Badminton shuttlecocks are an odd piece of sports equipment. Typical shuttles have 16 feathers stuck in a piece of cork and can fly at speeds over 250 mph, making badminton the world’s fast racquet sport. (Indeed, Lee Chong Wei holds the Guinness World Record for the fastest smash speed at 254 mph)

The New York Times recently looked at the professional shuttlecocks used at the Rio Olympic games. It describes how the shuttles played a key part in the badminton matches. My favourite part relates to how Yonex sent almost 15,000 F-90 Yonex shuttles from its factory in Japan to Brazil. Shuttles were then tested and selected to suit the venue and match conditions.

A shuttle’s trajectory is different to most the ball sports. After a high initial speed, the shuttle rapidly slows down due to air drag. Studies on the trajectory of the badminton shuttlecock are scarce but below are some research highlights. Honestly this is a snapshot. So here we go.

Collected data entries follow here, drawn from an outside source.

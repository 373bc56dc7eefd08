//! Inflight Tracker (spec §4.5): maps a fence to every GPU object the
//! submission it guards referenced, and notifies subscribers — the
//! Deferred Deleter chief among them — when a fence retires.
//!
//! Keyed by [`hal::FenceValue`] rather than `A::Fence` itself: a timeline
//! semaphore's monotonically increasing counter is the thing that is
//! actually `Copy + Eq + Hash`, and is exactly what `get_fence_value`
//! reports back once a submission completes.

use std::sync::Arc;

use parking_lot::Mutex;
use rustc_hash::FxHashMap;

use hal::{Api, FenceValue};

use crate::resource::{BindGroup, BindGroupLayout, Buffer, ComputePipeline, RenderPipeline, Texture, TextureView};
use crate::submit::ReferencedObjectSet;

/// One fence value's accumulated referenced-object set. A plain struct
/// rather than the generic `ReferencedObjectSet` alone because multiple
/// submits can share one fence (spec §4.5: "merge every handle in
/// `submits` into `inflight[fence]`").
pub struct InflightEntry<A: Api> {
    pub buffers: Vec<Arc<Buffer<A>>>,
    pub textures: Vec<Arc<Texture<A>>>,
    pub texture_views: Vec<Arc<TextureView<A>>>,
    pub bind_groups: Vec<Arc<BindGroup<A>>>,
    pub bind_group_layouts: Vec<Arc<BindGroupLayout<A>>>,
    pub render_pipelines: Vec<Arc<RenderPipeline<A>>>,
    pub compute_pipelines: Vec<Arc<ComputePipeline<A>>>,
    pub render_passes: Vec<A::RenderPass>,
    pub framebuffers: Vec<A::Framebuffer>,
    pub command_buffers: Vec<A::CommandBuffer>,
    pub samplers: Vec<A::Sampler>,
}

impl<A: Api> Default for InflightEntry<A> {
    fn default() -> Self {
        Self {
            buffers: Vec::new(),
            textures: Vec::new(),
            texture_views: Vec::new(),
            bind_groups: Vec::new(),
            bind_group_layouts: Vec::new(),
            render_pipelines: Vec::new(),
            compute_pipelines: Vec::new(),
            render_passes: Vec::new(),
            framebuffers: Vec::new(),
            command_buffers: Vec::new(),
            samplers: Vec::new(),
        }
    }
}

impl<A: Api> InflightEntry<A> {
    fn merge(&mut self, object: ReferencedObjectSet<A>) {
        self.buffers.extend(object.buffers);
        self.textures.extend(object.textures);
        self.texture_views.extend(object.texture_views);
        self.bind_groups.extend(object.bind_groups);
        self.bind_group_layouts.extend(object.bind_group_layouts);
        self.render_pipelines.extend(object.render_pipelines);
        self.compute_pipelines.extend(object.compute_pipelines);
        self.render_passes.extend(object.render_passes);
        self.framebuffers.extend(object.framebuffers);
        self.command_buffers.extend(object.command_buffers);
        self.samplers.extend(object.samplers);
    }

    fn contains_buffer(&self, id: crate::resource::BufferId) -> bool {
        self.buffers.iter().any(|b| b.id() == id)
    }

    fn contains_texture(&self, id: crate::resource::TextureId) -> bool {
        self.textures.iter().any(|t| t.id() == id)
    }

    fn contains_texture_view(&self, id: crate::resource::TextureViewId) -> bool {
        self.texture_views.iter().any(|v| v.id() == id)
    }

    fn contains_render_pass(&self, pass: &A::RenderPass) -> bool {
        self.render_passes.iter().any(|p| p == pass)
    }

    fn contains_framebuffer(&self, fb: &A::Framebuffer) -> bool {
        self.framebuffers.iter().any(|f| f == fb)
    }

    fn contains_bind_group(&self, group: &A::BindGroup) -> bool {
        self.bind_groups.iter().any(|g| g.raw() == group)
    }

    fn contains_bind_group_layout(&self, layout: &A::BindGroupLayout) -> bool {
        self.bind_group_layouts.iter().any(|l| l.raw() == layout)
    }

    fn contains_render_pipeline(&self, pipeline: &A::RenderPipeline) -> bool {
        self.render_pipelines.iter().any(|p| p.raw() == pipeline)
    }

    fn contains_compute_pipeline(&self, pipeline: &A::ComputePipeline) -> bool {
        self.compute_pipelines.iter().any(|p| p.raw() == pipeline)
    }

    fn contains_command_buffer(&self, cb: &A::CommandBuffer) -> bool {
        self.command_buffers.iter().any(|c| c == cb)
    }

    fn contains_sampler(&self, sampler: &A::Sampler) -> bool {
        self.samplers.iter().any(|s| s == sampler)
    }
}

struct FenceSlot<A: Api> {
    fence: A::Fence,
    data: InflightEntry<A>,
}

type SubscriberCallback<A> = Box<dyn Fn(FenceValue, &<A as Api>::Fence, &InflightEntry<A>) + Send + Sync>;

struct Subscriber<A: Api> {
    id: u64,
    callback: SubscriberCallback<A>,
}

pub struct InflightTracker<A: Api> {
    inner: Mutex<Inner<A>>,
}

struct Inner<A: Api> {
    entries: FxHashMap<FenceValue, FenceSlot<A>>,
    subscribers: Vec<Subscriber<A>>,
    next_subscriber_id: u64,
}

impl<A: Api> InflightTracker<A> {
    pub fn new() -> Self {
        Self {
            inner: Mutex::new(Inner { entries: FxHashMap::default(), subscribers: Vec::new(), next_subscriber_id: 1 }),
        }
    }

    /// Merges every handle in `submits` into `inflight[fence_value]`.
    /// Multiple calls for the same fence value accumulate rather than
    /// overwrite, matching submissions that share one fence.
    pub fn add(&self, fence_value: FenceValue, fence: A::Fence, submits: Vec<ReferencedObjectSet<A>>) {
        let mut inner = self.inner.lock();
        let slot = inner
            .entries
            .entry(fence_value)
            .or_insert_with(|| FenceSlot { fence, data: InflightEntry::default() });
        for object in submits {
            slot.data.merge(object);
        }
    }

    /// Removes `fence_value`'s entry *before* notifying subscribers, so a
    /// subscriber's reentrant `is_inflight` call never observes objects
    /// that are in the middle of being retired (spec §4.5 invariant).
    pub fn clear(&self, fence_value: FenceValue) {
        let (removed, subscriber_ids) = {
            let mut inner = self.inner.lock();
            let Some(removed) = inner.entries.remove(&fence_value) else {
                return;
            };
            (removed, inner.subscribers.iter().map(|s| s.id).collect::<Vec<_>>())
        };

        let inner = self.inner.lock();
        for id in subscriber_ids {
            if let Some(sub) = inner.subscribers.iter().find(|s| s.id == id) {
                (sub.callback)(fence_value, &removed.fence, &removed.data);
            }
        }
    }

    pub fn is_inflight_buffer(&self, id: crate::resource::BufferId) -> bool {
        self.inner.lock().entries.values().any(|e| e.data.contains_buffer(id))
    }

    pub fn is_inflight_texture(&self, id: crate::resource::TextureId) -> bool {
        self.inner.lock().entries.values().any(|e| e.data.contains_texture(id))
    }

    pub fn is_inflight_texture_view(&self, id: crate::resource::TextureViewId) -> bool {
        self.inner.lock().entries.values().any(|e| e.data.contains_texture_view(id))
    }

    pub fn is_inflight_render_pass(&self, pass: &A::RenderPass) -> bool {
        self.inner.lock().entries.values().any(|e| e.data.contains_render_pass(pass))
    }

    pub fn is_inflight_framebuffer(&self, fb: &A::Framebuffer) -> bool {
        self.inner.lock().entries.values().any(|e| e.data.contains_framebuffer(fb))
    }

    pub fn is_inflight_bind_group(&self, group: &A::BindGroup) -> bool {
        self.inner.lock().entries.values().any(|e| e.data.contains_bind_group(group))
    }

    pub fn is_inflight_bind_group_layout(&self, layout: &A::BindGroupLayout) -> bool {
        self.inner.lock().entries.values().any(|e| e.data.contains_bind_group_layout(layout))
    }

    pub fn is_inflight_render_pipeline(&self, pipeline: &A::RenderPipeline) -> bool {
        self.inner.lock().entries.values().any(|e| e.data.contains_render_pipeline(pipeline))
    }

    pub fn is_inflight_compute_pipeline(&self, pipeline: &A::ComputePipeline) -> bool {
        self.inner.lock().entries.values().any(|e| e.data.contains_compute_pipeline(pipeline))
    }

    pub fn is_inflight_command_buffer(&self, cb: &A::CommandBuffer) -> bool {
        self.inner.lock().entries.values().any(|e| e.data.contains_command_buffer(cb))
    }

    pub fn is_inflight_sampler(&self, sampler: &A::Sampler) -> bool {
        self.inner.lock().entries.values().any(|e| e.data.contains_sampler(sampler))
    }

    /// Returns a subscriber id the caller can later pass to [`Self::unsubscribe`].
    pub fn subscribe(&self, callback: impl Fn(FenceValue, &A::Fence, &InflightEntry<A>) + Send + Sync + 'static) -> u64 {
        let mut inner = self.inner.lock();
        let id = inner.next_subscriber_id;
        inner.next_subscriber_id += 1;
        inner.subscribers.push(Subscriber { id, callback: Box::new(callback) });
        id
    }

    pub fn unsubscribe(&self, id: u64) {
        self.inner.lock().subscribers.retain(|s| s.id != id);
    }
}

impl<A: Api> Default for InflightTracker<A> {
    fn default() -> Self {
        Self::new()
    }
}

#[cfg(test)]
mod tests {
    use std::sync::atomic::{AtomicBool, Ordering};

    use hal::empty::{Context, EmptyDevice, Handle};
    use hal::Device;

    use super::*;
    use crate::resource::Buffer;

    fn buffer() -> Arc<Buffer<Context>> {
        Buffer::new(Handle(1), 16, gpu_types::BufferUsages::STORAGE)
    }

    #[test]
    fn buffer_inflight_until_fence_cleared() {
        let tracker: InflightTracker<Context> = InflightTracker::new();
        let device = EmptyDevice::new();
        let fence = unsafe { device.create_fence() }.unwrap();
        let buf = buffer();
        let mut object = ReferencedObjectSet::<Context>::default();
        object.buffers.push(buf.clone());

        tracker.add(100, fence, vec![object]);
        assert!(tracker.is_inflight_buffer(buf.id()));

        tracker.clear(100);
        assert!(!tracker.is_inflight_buffer(buf.id()));
    }

    #[test]
    fn clear_happens_before_subscriber_callback_observes_it() {
        let tracker: InflightTracker<Context> = InflightTracker::new();
        let device = EmptyDevice::new();
        let fence = unsafe { device.create_fence() }.unwrap();
        let buf = buffer();
        let mut object = ReferencedObjectSet::<Context>::default();
        object.buffers.push(buf.clone());
        tracker.add(200, fence, vec![object]);

        let saw_cleared_before_callback = Arc::new(AtomicBool::new(false));
        let saw_cleared_before_callback2 = saw_cleared_before_callback.clone();
        let id = buf.id();
        let tracker = Arc::new(tracker);
        let tracker2 = tracker.clone();
        tracker.subscribe(move |_value, _fence, _entry| {
            saw_cleared_before_callback2.store(!tracker2.is_inflight_buffer(id), Ordering::SeqCst);
        });

        tracker.clear(200);
        assert!(saw_cleared_before_callback.load(Ordering::SeqCst));
    }

    #[test]
    fn clear_of_unknown_fence_is_a_no_op() {
        let tracker: InflightTracker<Context> = InflightTracker::new();
        tracker.clear(999);
    }
}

Why does the shuttle flip? Researchers from Ecole Polytechnique sought to understand how a player can use shuttlecock flip to lure an opponent. Texier et al. explained there’s 2 reasons for the flip: (a) the centre of mass is closer to the cork because the cork is heavier than the skirt, and (b) the aerodynamic centre is closer to the centre of volume. Advanced players put a spin on the shuttlecock to make it flip so that it’s harder for their opponent to hit the cork.

Shuttlecock flip movie
Fig 1. Slow motion capture of a shuttlecock taken at 5 millisecond intervals, flipping after being hit by a racket from the left. Image from Texier et al. (2012).

What’s the difference between a plastic and feather shuttlecock? Researchers from RMIT compared the air drag properties of feather and plastic shuttlecocks under a range of wind speeds. Alam and co-workers rigged up a shuttle to a sensor, placed it in the RMIT Industrial wind tunnel and blasted it with wind speeds up to 120 km/h. They confirmed plastics have the most drag. Perhaps more interestingly, they found feathers deformed more than plastic shuttles at low speeds, and deformed less at high speeds. Also, Verma et al found that the pressure difference between the inside and outside of the skirt is the main contributor to air drag. This is caused by gaps in the skirt.

types of shuttlecocks
Fig 2. Computational models of a synthetic, feather and gapless shuttlecock. Image from Verma et al. (2013)

How can you predict the trajectory of a shuttlecock? Just construct a motion equation of the shuttlecock’s flight path. Taiwanese researchers Chen et al (2009) looked at the effect of stroke angle and force on shuttlecock speed. They found that the trajectory could be best expressed in terms of its terminal velocity. This meant the speed, time, direction and path could be more accurately predicted for sports training. Useful for matches, no?